== RECORD EXTRACTS

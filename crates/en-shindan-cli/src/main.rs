//! En-Shindan CLI - Personality diagnosis from the terminal
//!
//! Runs the diagnosis engine locally, or sends the form to an En-Shindan API.

mod api;
mod config;

use anyhow::{bail, Context, Result};
use chrono::{DateTime, FixedOffset, NaiveDate, NaiveTime, Utc};
use clap::{Args, Parser, Subcommand};
use colored::Colorize;
use dialoguer::{Input, Select};

use api::ShindanClient;
use config::Config;
use en_shindan::{biorhythm, calendar, region, DiagnosisForm, DiagnosisProfile, Element};

#[derive(Parser)]
#[command(name = "en-shindan")]
#[command(about = "En-Shindan CLI - 縁診断 from the terminal", long_about = None)]
#[command(version)]
struct Cli {
    #[command(subcommand)]
    command: Commands,
}

#[derive(Subcommand)]
enum Commands {
    /// Run a full diagnosis (prompts for anything not given as a flag)
    Diagnose(DiagnoseArgs),

    /// Show the biorhythm phase for a birth date
    Biorhythm {
        /// Birth date (YYYY-MM-DD)
        #[arg(long)]
        birth_date: String,
        /// Reference date (defaults to today in the configured offset)
        #[arg(long)]
        as_of: Option<String>,
    },

    /// List all prefectures with their element and area
    Regions,

    /// Show or change configuration
    Config {
        #[command(subcommand)]
        action: Option<ConfigAction>,
    },
}

#[derive(Args)]
struct DiagnoseArgs {
    /// Birth date (YYYY-MM-DD)
    #[arg(long)]
    birth_date: Option<String>,
    /// Given name in Roman letters
    #[arg(long)]
    first_name: Option<String>,
    /// Family name in Roman letters
    #[arg(long)]
    last_name: Option<String>,
    /// Birth prefecture (e.g., 東京都)
    #[arg(long)]
    birth_region: Option<String>,
    /// Current prefecture
    #[arg(long)]
    current_region: Option<String>,
    /// Four quiz answers, comma-separated (e.g., "木,火,木,水")
    #[arg(long, value_delimiter = ',')]
    answers: Vec<String>,
    /// Reference date for the biorhythm (YYYY-MM-DD)
    #[arg(long)]
    as_of: Option<String>,
    /// Print the raw JSON profile
    #[arg(long)]
    json: bool,
    /// Send the form to the configured server instead of computing locally
    #[arg(long)]
    remote: bool,
}

#[derive(Subcommand)]
enum ConfigAction {
    /// Set the API base URL
    SetUrl {
        /// Base URL (e.g., http://localhost:8080)
        url: String,
    },
    /// Set the reference clock offset in hours east of UTC
    SetOffset {
        #[arg(allow_negative_numbers = true)]
        hours: i32,
    },
}

const QUESTIONS: [&str; 4] = [
    "Q1 仕事の進め方 (workPattern)",
    "Q2 人との関わり方 (relationshipStyle)",
    "Q3 ストレスとの向き合い方 (stressHandling)",
    "Q4 理想の暮らし方 (lifestylePreference)",
];

#[tokio::main]
async fn main() -> Result<()> {
    let cli = Cli::parse();

    match cli.command {
        Commands::Diagnose(args) => cmd_diagnose(args).await,
        Commands::Biorhythm { birth_date, as_of } => cmd_biorhythm(&birth_date, as_of.as_deref()),
        Commands::Regions => cmd_regions(),
        Commands::Config { action } => cmd_config(action),
    }
}

// ============================================
// Commands
// ============================================

async fn cmd_diagnose(args: DiagnoseArgs) -> Result<()> {
    let config = Config::load()?;

    if args.remote && args.as_of.is_some() {
        bail!("--as-of cannot be combined with --remote (the server uses its own clock)");
    }

    let answers = split_answers(&args.answers)?;
    let form = prompt_missing(form_from_args(&args, answers))?;

    let profile = if args.remote {
        let client = ShindanClient::new(&config.base_url);
        if !client.health().await.unwrap_or(false) {
            bail!("En-Shindan API is not reachable at {}", config.base_url);
        }
        client.diagnose(&form).await?
    } else {
        let reference = reference_for(args.as_of.as_deref(), config.utc_offset()?)?;
        en_shindan::diagnose(&form, reference)?
    };

    if args.json {
        println!("{}", serde_json::to_string_pretty(&profile)?);
    } else {
        print_profile(&profile);
    }

    Ok(())
}

fn cmd_biorhythm(birth_date: &str, as_of: Option<&str>) -> Result<()> {
    let config = Config::load()?;
    let birth = calendar::parse_birth_date(birth_date)?;
    let reference = reference_for(as_of, config.utc_offset()?)?;

    let state = biorhythm::phase_at(birth, reference.date_naive());
    println!("{} ({})", state.phase.to_string().bold(), state.energy.cyan());
    println!(
        "  Day {} of {} in phase ({}%), day {} of the cycle",
        state.days_into_phase + 1,
        state.phase_duration,
        state.progress,
        state.day_in_cycle
    );

    Ok(())
}

fn cmd_regions() -> Result<()> {
    println!("{}", "Prefectures:".bold());
    for name in region::prefectures() {
        let area = region::area_of(name).map(|a| a.name()).unwrap_or("-");
        println!(
            "  {:<6} {} {}",
            name,
            region::element_of(name).symbol().cyan(),
            area.dimmed()
        );
    }
    Ok(())
}

fn cmd_config(action: Option<ConfigAction>) -> Result<()> {
    let mut config = Config::load()?;

    match action {
        Some(ConfigAction::SetUrl { url }) => {
            config.set_base_url(url);
            config.save()?;
            println!("{} Base URL set to {}", "✓".green(), config.base_url);
        }
        Some(ConfigAction::SetOffset { hours }) => {
            config.set_utc_offset_hours(hours)?;
            config.save()?;
            println!("{} UTC offset set to {:+} hours", "✓".green(), hours);
        }
        None => {
            println!("{}", "Configuration:".bold());
            println!("  Path: {:?}", Config::config_path()?);
            println!("  Base URL: {}", config.base_url);
            println!("  UTC offset: {:+} hours", config.utc_offset_hours);
            println!("  Logic version: {}", en_shindan::LOGIC_VERSION);
        }
    }

    Ok(())
}

// ============================================
// Helpers
// ============================================

fn split_answers(raw: &[String]) -> Result<Option<[String; 4]>> {
    match raw {
        [] => Ok(None),
        [a, b, c, d] => Ok(Some([
            a.trim().to_string(),
            b.trim().to_string(),
            c.trim().to_string(),
            d.trim().to_string(),
        ])),
        _ => bail!("--answers needs exactly 4 values, got {}", raw.len()),
    }
}

fn form_from_args(args: &DiagnoseArgs, answers: Option<[String; 4]>) -> DiagnosisForm {
    let [work_pattern, relationship_style, stress_handling, lifestyle_preference] =
        answers.map(|a| a.map(Some)).unwrap_or_default();

    DiagnosisForm {
        birth_date: args.birth_date.clone(),
        first_name: args.first_name.clone(),
        last_name: args.last_name.clone(),
        birth_region: args.birth_region.clone(),
        current_region: args.current_region.clone(),
        work_pattern,
        relationship_style,
        stress_handling,
        lifestyle_preference,
    }
}

fn prompt_missing(mut form: DiagnosisForm) -> Result<DiagnosisForm> {
    if form.birth_date.is_none() {
        form.birth_date = Some(prompt_text("Birth date (YYYY-MM-DD)")?);
    }
    if form.first_name.is_none() {
        form.first_name = Some(prompt_text("First name (Roman letters)")?);
    }
    if form.last_name.is_none() {
        form.last_name = Some(prompt_text("Last name (Roman letters)")?);
    }
    if form.birth_region.is_none() {
        form.birth_region = Some(prompt_region("Birth prefecture")?);
    }
    if form.current_region.is_none() {
        form.current_region = Some(prompt_region("Current prefecture")?);
    }

    let slots = [
        &mut form.work_pattern,
        &mut form.relationship_style,
        &mut form.stress_handling,
        &mut form.lifestyle_preference,
    ];
    for (slot, question) in slots.into_iter().zip(QUESTIONS) {
        if slot.is_none() {
            *slot = Some(prompt_element(question)?);
        }
    }

    Ok(form)
}

fn prompt_text(prompt: &str) -> Result<String> {
    Input::<String>::new()
        .with_prompt(prompt)
        .interact_text()
        .context("Failed to read input")
}

fn prompt_region(prompt: &str) -> Result<String> {
    let names: Vec<&str> = region::prefectures().collect();
    let tokyo = names.iter().position(|n| *n == "東京都").unwrap_or(0);
    let index = Select::new()
        .with_prompt(prompt)
        .items(&names)
        .default(tokyo)
        .interact()
        .context("Failed to read selection")?;
    Ok(names[index].to_string())
}

fn prompt_element(prompt: &str) -> Result<String> {
    let labels: Vec<String> = Element::ALL
        .iter()
        .map(|e| format!("{} ({})", e.symbol(), e.folder()))
        .collect();
    let index = Select::new()
        .with_prompt(prompt)
        .items(&labels)
        .default(0)
        .interact()
        .context("Failed to read selection")?;
    Ok(Element::ALL[index].symbol().to_string())
}

/// Reference time: midnight of `as_of` in `offset`, or now
fn reference_for(as_of: Option<&str>, offset: FixedOffset) -> Result<DateTime<FixedOffset>> {
    let Some(raw) = as_of else {
        return Ok(Utc::now().with_timezone(&offset));
    };

    let date = NaiveDate::parse_from_str(raw.trim(), "%Y-%m-%d")
        .with_context(|| format!("Invalid --as-of date: {:?} (expected YYYY-MM-DD)", raw))?;

    date.and_time(NaiveTime::MIN)
        .and_local_timezone(offset)
        .single()
        .context("Reference date is not representable in the configured offset")
}

fn print_profile(profile: &DiagnosisProfile) {
    let natural = &profile.natural_type;
    let name = &profile.name;
    let bio = &profile.biorhythm;
    let energy = &profile.region_energy;

    println!("{}", "縁診断".bold());
    println!(
        "  {} {} (position {})",
        "生まれ持った縁:".dimmed(),
        natural.natural_type.green().bold(),
        natural.position
    );
    println!(
        "  {} {} [結縁 {} / 深縁 {} / 広縁 {}]",
        "名前の縁:".dimmed(),
        name.bond_type.to_string().green(),
        name.scores.ketsuen,
        name.scores.shinen,
        name.scores.kouen
    );
    println!(
        "  {} {}",
        "引き寄せた縁:".dimmed(),
        profile.attraction.attraction_type.green()
    );
    println!(
        "  {} {} ({}) {}%, day {}/{}",
        "バイオリズム:".dimmed(),
        bio.phase.to_string().green(),
        bio.energy,
        bio.progress,
        bio.days_into_phase + 1,
        bio.phase_duration
    );
    println!(
        "  {} {} {} → {} {}",
        "地域エネルギー:".dimmed(),
        energy.birth.region,
        energy.birth.element.symbol().cyan(),
        energy.current.region,
        energy.current.element.symbol().cyan()
    );
    println!();
    println!("  Result page: {}", natural.result_path().dimmed());
    println!(
        "  {}",
        format!(
            "calculated at {} (v{})",
            profile.calculated_at.to_rfc3339(),
            profile.version
        )
        .dimmed()
    );
}
//! Diagnosis profile - the assembled result of one diagnosis
//!
//! All types serialize to camelCase JSON with no maps, so identical inputs
//! always produce byte-identical output.

use chrono::{DateTime, FixedOffset};
use serde::{Deserialize, Serialize};

use crate::domain::value_objects::{Area, BiorhythmPhase, Element, NameBondType, Phenomenon};

/// 60-way natural classification (生まれ持った縁)
#[derive(Debug, Clone, PartialEq, Eq, Serialize, Deserialize)]
#[serde(rename_all = "camelCase")]
pub struct NaturalClassification {
    /// Display label, e.g. "火の朧月"
    pub natural_type: String,
    pub element: Element,
    pub phenomenon: Phenomenon,
    /// Position on the twelve-position wheel (1-12)
    pub position: u8,
    pub phenomenon_index: usize,
    pub element_index: usize,
    pub days_since_epoch: i64,
    /// Result page folder, e.g. "fire"
    pub folder: String,
    /// Result page file stem, e.g. "fire-oborozuki"
    pub file_name: String,
}

impl NaturalClassification {
    /// Site-relative path of the static result page
    pub fn result_path(&self) -> String {
        format!("/results/{}/{}.html", self.folder, self.file_name)
    }
}

/// Per-type scores of the name-acoustic analysis
#[derive(Debug, Clone, Copy, Default, PartialEq, Eq, Serialize, Deserialize)]
pub struct BondScores {
    #[serde(rename = "結縁")]
    pub ketsuen: u32,
    #[serde(rename = "深縁")]
    pub shinen: u32,
    #[serde(rename = "広縁")]
    pub kouen: u32,
}

impl BondScores {
    pub fn get(&self, bond: NameBondType) -> u32 {
        match bond {
            NameBondType::Ketsuen => self.ketsuen,
            NameBondType::Shinen => self.shinen,
            NameBondType::Kouen => self.kouen,
        }
    }

    pub fn add(&mut self, bond: NameBondType, points: u32) {
        match bond {
            NameBondType::Ketsuen => self.ketsuen += points,
            NameBondType::Shinen => self.shinen += points,
            NameBondType::Kouen => self.kouen += points,
        }
    }

    pub fn max(&self) -> u32 {
        self.ketsuen.max(self.shinen).max(self.kouen)
    }
}

/// Extracted phonetic features
#[derive(Debug, Clone, PartialEq, Serialize, Deserialize)]
#[serde(rename_all = "camelCase")]
pub struct NameDetails {
    pub vowel_count: usize,
    pub consonant_count: usize,
    /// Number of ASCII letters in the full name
    pub name_length: usize,
    /// Vowel ratio rounded to two decimals
    pub vowel_ratio: f64,
    pub unique_consonants: usize,
    pub has_repeat: bool,
    pub starts_with_vowel: bool,
}

/// Name-acoustic analysis (名前の縁)
#[derive(Debug, Clone, PartialEq, Serialize, Deserialize)]
pub struct NameAnalysis {
    #[serde(rename = "type")]
    pub bond_type: NameBondType,
    pub scores: BondScores,
    pub details: NameDetails,
}

/// Answer tally per element
#[derive(Debug, Clone, Copy, Default, PartialEq, Eq, Serialize, Deserialize)]
pub struct ElementCounts {
    #[serde(rename = "木")]
    pub wood: u8,
    #[serde(rename = "火")]
    pub fire: u8,
    #[serde(rename = "土")]
    pub earth: u8,
    #[serde(rename = "金")]
    pub metal: u8,
    #[serde(rename = "水")]
    pub water: u8,
}

impl ElementCounts {
    pub fn get(&self, element: Element) -> u8 {
        match element {
            Element::Wood => self.wood,
            Element::Fire => self.fire,
            Element::Earth => self.earth,
            Element::Metal => self.metal,
            Element::Water => self.water,
        }
    }

    pub fn increment(&mut self, element: Element) {
        match element {
            Element::Wood => self.wood += 1,
            Element::Fire => self.fire += 1,
            Element::Earth => self.earth += 1,
            Element::Metal => self.metal += 1,
            Element::Water => self.water += 1,
        }
    }
}

/// Element attraction type (引き寄せてきた縁)
#[derive(Debug, Clone, PartialEq, Eq, Serialize, Deserialize)]
#[serde(rename_all = "camelCase")]
pub struct AttractionType {
    /// e.g. "木縁型"
    pub attraction_type: String,
    pub dominant_element: Element,
    pub element_counts: ElementCounts,
}

/// Position within the biorhythm cycle
#[derive(Debug, Clone, PartialEq, Eq, Serialize, Deserialize)]
#[serde(rename_all = "camelCase")]
pub struct BiorhythmState {
    pub phase: BiorhythmPhase,
    pub energy: String,
    /// Percent of the phase elapsed (0-99)
    pub progress: u8,
    pub days_into_phase: u32,
    pub phase_duration: u32,
    pub day_in_cycle: u32,
}

/// Element energy of a single region
#[derive(Debug, Clone, PartialEq, Eq, Serialize, Deserialize)]
#[serde(rename_all = "camelCase")]
pub struct RegionEnergy {
    pub region: String,
    pub element: Element,
    #[serde(default, skip_serializing_if = "Option::is_none")]
    pub area: Option<Area>,
}

/// Birth and current region energies
#[derive(Debug, Clone, PartialEq, Eq, Serialize, Deserialize)]
pub struct RegionEnergyPair {
    pub birth: RegionEnergy,
    pub current: RegionEnergy,
}

/// Complete diagnosis result
#[derive(Debug, Clone, PartialEq, Serialize, Deserialize)]
#[serde(rename_all = "camelCase")]
pub struct DiagnosisProfile {
    pub natural_type: NaturalClassification,
    pub name: NameAnalysis,
    pub attraction: AttractionType,
    pub biorhythm: BiorhythmState,
    pub region_energy: RegionEnergyPair,
    /// Reference timestamp the diagnosis was computed for
    pub calculated_at: DateTime<FixedOffset>,
    /// Version of the diagnosis logic
    pub version: String,
}
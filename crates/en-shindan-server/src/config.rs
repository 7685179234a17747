//! Server configuration from the environment
//!
//! - `EN_SHINDAN_HOST` (default `0.0.0.0`)
//! - `PORT` (default `8080`)
//! - `EN_SHINDAN_UTC_OFFSET_HOURS` (default `9`, Asia/Tokyo): offset of the
//!   reference clock used for the biorhythm "today"

use anyhow::{Context, Result};
use chrono::FixedOffset;

const DEFAULT_HOST: &str = "0.0.0.0";
const DEFAULT_PORT: u16 = 8080;
const DEFAULT_UTC_OFFSET_HOURS: i32 = 9;

#[derive(Debug, Clone)]
pub struct ServerConfig {
    pub host: String,
    pub port: u16,
    pub utc_offset: FixedOffset,
}

impl ServerConfig {
    /// Load from process environment (after `.env` has been applied)
    pub fn from_env() -> Result<Self> {
        Self::from_lookup(|key| std::env::var(key).ok())
    }

    fn from_lookup(lookup: impl Fn(&str) -> Option<String>) -> Result<Self> {
        let host = lookup("EN_SHINDAN_HOST").unwrap_or_else(|| DEFAULT_HOST.to_string());

        let port = match lookup("PORT") {
            Some(raw) => raw
                .trim()
                .parse()
                .with_context(|| format!("Invalid PORT: {:?}", raw))?,
            None => DEFAULT_PORT,
        };

        let offset_hours = match lookup("EN_SHINDAN_UTC_OFFSET_HOURS") {
            Some(raw) => raw
                .trim()
                .parse::<i32>()
                .with_context(|| format!("Invalid EN_SHINDAN_UTC_OFFSET_HOURS: {:?}", raw))?,
            None => DEFAULT_UTC_OFFSET_HOURS,
        };
        let utc_offset = FixedOffset::east_opt(offset_hours * 3600)
            .with_context(|| format!("UTC offset out of range: {} hours", offset_hours))?;

        Ok(Self {
            host,
            port,
            utc_offset,
        })
    }

    pub fn bind_addr(&self) -> String {
        format!("{}:{}", self.host, self.port)
    }
}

====

* _PROBLEM DETAILS_: Check each line of the material for "ServerConfig". Copy the ones that have it.

* _SOLUTION TO THE EXERCISE_:
pub struct ServerConfig {
impl ServerConfig {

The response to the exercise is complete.